Menurut dia, aktivitas berdoa dan isi doanya adalah urusan pribadi masing-masing individu. Tidak dapat diatur-atur agar disamakan atau dihilangkan begitu saja. Marzuki mencontohkan dirinya semasa remaja sempat bersekolah di sekolah Katolik namun tetap dibebaskan berdoa menurut ajaran Islam.

"Berdoa itu masing-masing, jangan digeneralisir. Keberagaman ini kan rahmat yang mebuat Indonesia besar. Kalau semua disamakan, tidak ada lagi keberagaman. Bhinneka Tunggal Ika kan di sana. Itu kearifan," kata Marzuki.

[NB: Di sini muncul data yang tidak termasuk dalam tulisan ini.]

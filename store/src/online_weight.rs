//! Online weight samples: timestamp (seconds, big-endian) → online stake.

use lattice_types::{Amount, Timestamp};

use crate::txn::fixed;
use crate::{ReadTxn, StoreError, Table, WriteTxn};

pub trait OnlineWeightStore {
    /// All samples, oldest first.
    fn online_weight_samples(&self) -> Result<Vec<(Timestamp, Amount)>, StoreError>;

    fn online_weight_count(&self) -> Result<u64, StoreError>;
}

impl<T: ReadTxn + ?Sized> OnlineWeightStore for T {
    fn online_weight_samples(&self) -> Result<Vec<(Timestamp, Amount)>, StoreError> {
        self.iter(Table::OnlineWeight)?
            .into_iter()
            .map(|(key, value)| {
                let ts = u64::from_be_bytes(fixed::<8>(Table::OnlineWeight, &key)?);
                let weight = Amount::from_be_bytes(fixed::<16>(Table::OnlineWeight, &value)?);
                Ok((Timestamp::new(ts), weight))
            })
            .collect()
    }

    fn online_weight_count(&self) -> Result<u64, StoreError> {
        self.count(Table::OnlineWeight)
    }
}

pub trait OnlineWeightWrite {
    fn put_online_weight(&mut self, time: Timestamp, weight: Amount) -> Result<(), StoreError>;

    fn delete_online_weight(&mut self, time: Timestamp) -> Result<bool, StoreError>;
}

impl<T: WriteTxn + ?Sized> OnlineWeightWrite for T {
    fn put_online_weight(&mut self, time: Timestamp, weight: Amount) -> Result<(), StoreError> {
        self.put(
            Table::OnlineWeight,
            &time.as_secs().to_be_bytes(),
            &weight.to_be_bytes(),
        )
    }

    fn delete_online_weight(&mut self, time: Timestamp) -> Result<bool, StoreError> {
        self.delete(Table::OnlineWeight, &time.as_secs().to_be_bytes())
    }
}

Mantan Ketua DPR periode 2009-2014 itu menyarankan mengenai tata cara berdoa yang jelas-jelas adalah urusan pribadi, bukanlah priortitas untuk dibuatkan aturan. Masih banyak masalah pendidikan lain yang perlu diprioritaskan.

"Semua orang menjalankan sesuai kepercayaan. Kalau distandarkan begitu, terlalu banyak tugas menteri," lanjut Marzuki.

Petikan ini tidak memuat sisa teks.